Although it could probably be used to crawl a massive amount of web pages (after all, this is fetch, visit, enqueue, repeat ad nauseam!), most realistic (and um... tested!) use-cases should be based on a well-known, well-defined limited bucket of seeds. Distributed crawling is your friend, should you need to move past this reasonable use.

Crawler

The Crawler type controls the whole execution. It spawns worker goroutines and manages the URL queue. There are two helper constructors:

  • NewCrawler(Extender) : Creates a crawler with the specified Extender instance.
  • *NewCrawlerWithOptions(Options) : Creates a crawler with a pre-initialized *Options instance.

The one and only public function is Run(seeds interface{}) error which take a seeds argument (the base URLs used to start crawling) that can be expressed a number of different ways. It ends when there are no more URLs waiting to be visited, or when the Options.MaxVisit number is reached. It returns an error, which is ErrMaxVisits if this setting is what caused the crawling to stop.

The various types that can be used to pass the seeds are the following (the same types apply for the empty interfaces in `Extender.Start(interface{}) interface{}`, `Extender.Visit(*URLContext, *http.Response, *goquery.Document) (interface{}, bool)` and in `Extender.Visited(*URLContext, interface{})`, as well as the type of the `EnqueueChan` field):
  • string : a single URL expressed as a string
  • []string : a slice of URLs expressed as strings
  • *url.URL : a pointer to a parsed URL object
  • []*url.URL : a slice of pointers to parsed URL objects
  • map[string]interface{} : a map of URLs expressed as strings (for the key) and their associated state data
  • map[*url.URL]interface{} : a map of URLs expressed as parsed pointers to URL objects (for the key) and their associated state data

For convenience, the types gocrawl.S and gocrawl.U are provided as equivalent to the map of strings and map of URLs, respectively (so that, for example, the code can look like gocrawl.S{"http://site.com": "some state data"}).

Options

The Options type is detailed in the next section, and it offers a single constructor, NewOptions(Extender), which returns an initialized options object with defaults and the specified Extender implementation.

Hooks and customizations

The Options type provides the hooks and customizations offered by gocrawl. All but Extender are optional and have working defaults, but the UserAgent and RobotUserAgent options should be set to a custom value fitting for your project.

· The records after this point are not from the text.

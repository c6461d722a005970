//! Wire protocol: message types and the envelope wrapper.
//!
//! Every frame exchanged over the persistent connection is a JSON
//! [`Envelope`]:
//!
//! ```json
//! {
//!   "type": "MESSAGE",
//!   "payload": { "matchId": "m-1", "content": "hi" },
//!   "timestamp": "2026-01-01T00:00:00Z",
//!   "id": "0190f3a4-...",
//!   "response_to": "0190f3a3-..."
//! }
//! ```
//!
//! `response_to` is only present on replies and is the sole key used to
//! resolve pending requests.

use std::fmt;
use std::str::FromStr;

use chrono::{DateTime, Utc};
use serde::{Deserialize, Deserializer, Serialize};
use serde_json::Value;

use crate::errors::ProtocolError;
use crate::ids::EnvelopeId;

/// Envelope payload: a JSON object.
pub type Payload = serde_json::Map<String, Value>;

// ─────────────────────────────────────────────────────────────────────────────
// MessageType
// ─────────────────────────────────────────────────────────────────────────────

/// Every message type understood by the realtime protocol.
#[derive(Clone, Copy, Debug, PartialEq, Eq, Hash, Serialize, Deserialize)]
#[serde(rename_all = "SCREAMING_SNAKE_CASE")]
pub enum MessageType {
    /// Client → server authentication request.
    Auth,
    /// Server accepted the credential.
    AuthSuccess,
    /// Server rejected the credential.
    AuthFailed,
    /// Chat message.
    Message,
    /// Chat message reached the recipient.
    MessageDelivered,
    /// Chat message was read.
    MessageRead,
    /// A user started typing.
    TypingStart,
    /// A user stopped typing.
    TypingStop,
    /// A new match was created.
    NewMatch,
    /// A like was sent or received.
    MatchLiked,
    /// Both sides liked each other.
    MatchMutual,
    /// A match candidate was passed on.
    MatchPassed,
    /// A profile reveal was requested.
    RevealRequest,
    /// A reveal request was accepted.
    RevealAccepted,
    /// A reveal request was declined.
    RevealDeclined,
    /// Both sides agreed to reveal.
    RevealMutual,
    /// A user came online.
    UserOnline,
    /// A user went offline.
    UserOffline,
    /// Application notification.
    Notification,
    /// A trust score changed.
    TrustScoreUpdate,
    /// A behavioral graph profile changed.
    BgpUpdate,
    /// Client liveness probe.
    Heartbeat,
    /// Server reply to a heartbeat.
    HeartbeatAck,
    /// Server-reported error.
    Error,
    /// Server asks the client to reconnect.
    Reconnect,
}

impl MessageType {
    /// All message types in protocol order.
    pub const ALL: [Self; 25] = [
        Self::Auth,
        Self::AuthSuccess,
        Self::AuthFailed,
        Self::Message,
        Self::MessageDelivered,
        Self::MessageRead,
        Self::TypingStart,
        Self::TypingStop,
        Self::NewMatch,
        Self::MatchLiked,
        Self::MatchMutual,
        Self::MatchPassed,
        Self::RevealRequest,
        Self::RevealAccepted,
        Self::RevealDeclined,
        Self::RevealMutual,
        Self::UserOnline,
        Self::UserOffline,
        Self::Notification,
        Self::TrustScoreUpdate,
        Self::BgpUpdate,
        Self::Heartbeat,
        Self::HeartbeatAck,
        Self::Error,
        Self::Reconnect,
    ];

    /// Wire name of this type.
    #[must_use]
    pub fn as_str(self) -> &'static str {
        match self {
            Self::Auth => "AUTH",
            Self::AuthSuccess => "AUTH_SUCCESS",
            Self::AuthFailed => "AUTH_FAILED",
            Self::Message => "MESSAGE",
            Self::MessageDelivered => "MESSAGE_DELIVERED",
            Self::MessageRead => "MESSAGE_READ",
            Self::TypingStart => "TYPING_START",
            Self::TypingStop => "TYPING_STOP",
            Self::NewMatch => "NEW_MATCH",
            Self::MatchLiked => "MATCH_LIKED",
            Self::MatchMutual => "MATCH_MUTUAL",
            Self::MatchPassed => "MATCH_PASSED",
            Self::RevealRequest => "REVEAL_REQUEST",
            Self::RevealAccepted => "REVEAL_ACCEPTED",
            Self::RevealDeclined => "REVEAL_DECLINED",
            Self::RevealMutual => "REVEAL_MUTUAL",
            Self::UserOnline => "USER_ONLINE",
            Self::UserOffline => "USER_OFFLINE",
            Self::Notification => "NOTIFICATION",
            Self::TrustScoreUpdate => "TRUST_SCORE_UPDATE",
            Self::BgpUpdate => "BGP_UPDATE",
            Self::Heartbeat => "HEARTBEAT",
            Self::HeartbeatAck => "HEARTBEAT_ACK",
            Self::Error => "ERROR",
            Self::Reconnect => "RECONNECT",
        }
    }

    /// Types the connection manager acts on itself.
    ///
    /// These are dispatched to a registered subscriber like any other type
    /// but never reach the global broadcast channel.
    #[must_use]
    pub fn is_system(self) -> bool {
        matches!(
            self,
            Self::AuthSuccess | Self::AuthFailed | Self::Error | Self::Reconnect
        )
    }
}

impl fmt::Display for MessageType {
    fn fmt(&self, f: &mut fmt::Formatter<'_>) -> fmt::Result {
        f.write_str(self.as_str())
    }
}

impl FromStr for MessageType {
    type Err = ProtocolError;

    fn from_str(s: &str) -> Result<Self, Self::Err> {
        Self::ALL
            .into_iter()
            .find(|t| t.as_str() == s)
            .ok_or_else(|| ProtocolError::UnknownType(s.to_owned()))
    }
}

// ─────────────────────────────────────────────────────────────────────────────
// Envelope
// ─────────────────────────────────────────────────────────────────────────────

/// Typed message wrapper exchanged over the persistent connection.
///
/// Once dispatched to consumers an envelope is shared behind an `Arc` and
/// never mutated.
#[derive(Clone, Debug, PartialEq, Serialize, Deserialize)]
pub struct Envelope {
    /// Message type.
    #[serde(rename = "type")]
    pub message_type: MessageType,
    /// Message body.
    #[serde(default, deserialize_with = "null_as_empty")]
    pub payload: Payload,
    /// Creation time.
    #[serde(default = "Utc::now")]
    pub timestamp: DateTime<Utc>,
    /// Unique ID of this envelope.
    #[serde(default)]
    pub id: EnvelopeId,
    /// ID of the envelope this one answers.
    #[serde(default, skip_serializing_if = "Option::is_none")]
    pub response_to: Option<EnvelopeId>,
}

fn null_as_empty<'de, D>(deserializer: D) -> Result<Payload, D::Error>
where
    D: Deserializer<'de>,
{
    Ok(Option::<Payload>::deserialize(deserializer)?.unwrap_or_default())
}

impl Envelope {
    /// Create a fresh envelope with a new unique ID and the current time.
    #[must_use]
    pub fn new(message_type: MessageType, payload: Payload) -> Self {
        Self {
            message_type,
            payload,
            timestamp: Utc::now(),
            id: EnvelopeId::new(),
            response_to: None,
        }
    }

    /// Create a reply to `request`.
    #[must_use]
    pub fn reply(message_type: MessageType, payload: Payload, request: &EnvelopeId) -> Self {
        Self {
            response_to: Some(request.clone()),
            ..Self::new(message_type, payload)
        }
    }

    /// Parse one wire frame.
    pub fn parse(text: &str) -> Result<Self, ProtocolError> {
        serde_json::from_str(text).map_err(ProtocolError::InvalidJson)
    }

    /// Serialize to a wire frame.
    pub fn to_json(&self) -> Result<String, ProtocolError> {
        serde_json::to_string(self).map_err(ProtocolError::Encode)
    }

    /// String field from the payload.
    #[must_use]
    pub fn payload_str(&self, key: &str) -> Option<&str> {
        self.payload.get(key).and_then(Value::as_str)
    }
}

/// Convert an arbitrary JSON value into a payload object.
///
/// `null` becomes an empty payload; any other non-object is rejected.
pub fn payload_from(value: Value) -> Result<Payload, ProtocolError> {
    match value {
        Value::Object(map) => Ok(map),
        Value::Null => Ok(Payload::new()),
        other => Err(ProtocolError::NotAnObject(json_kind(&other))),
    }
}

fn json_kind(value: &Value) -> &'static str {
    match value {
        Value::Null => "null",
        Value::Bool(_) => "boolean",
        Value::Number(_) => "number",
        Value::String(_) => "string",
        Value::Array(_) => "array",
        Value::Object(_) => "object",
    }
}

// ─────────────────────────────────────────────────────────────────────────────
// Tests
// ─────────────────────────────────────────────────────────────────────────────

  • UserAgent : The user-agent string used to fetch the pages. Defaults to the Firefox 15 on Windows user-agent string. Should be changed to contain a reference to your robot's name and a contact link (see the example).

  • RobotUserAgent : The robot's user-agent string used to find a matching policy in the robots.txt file. Defaults to Googlebot (gocrawl vM.m) where M.m is the major and minor version of gocrawl. This should always be changed to a custom value such as the name of your project (see the example). See the robots exclusion protocol (full specification as interpreted by Google here) for details about the rule-matching based on the robot's user agent. It is good practice to include contact information in the user agent should the site owner need to contact you.

  • MaxVisits : The maximum number of pages visited before stopping the crawl. Probably more useful for development purposes. Note that the Crawler will send its stop signal once this number of visits is reached, but workers may be in the process of visiting other pages, so when the crawling stops, the number of pages visited will be at least MaxVisits, possibly more (worst case is MaxVisits + number of active workers). Defaults to zero, no maximum.

  • EnqueueChanBuffer : The size of the buffer for the Enqueue channel (the channel that allows the extender to arbitrarily enqueue new URLs in the crawler). Defaults to 100.

  • HostBufferFactor : The factor (multiplier) for the size of the workers map and the communication channel when SameHostOnly is set to false. When SameHostOnly is true, the Crawler knows exactly the required size (the number of different hosts based on the seed URLs), but when it is false, the size may grow exponentially. By default, a factor of 10 is used (size is set to 10 times the number of different hosts based on the seed URLs).

  • CrawlDelay : The time to wait between each request to the same host. The delay starts as soon as the response is received from the host. This is a time.Duration type, so it can be specified with 5 * time.Second for example (which is the default value, 5 seconds). If a crawl delay is specified in the robots.txt file, in the group matching the robot's user-agent, by default this delay is used instead. Crawl delay can be customized further by implementing the ComputeDelay extender function.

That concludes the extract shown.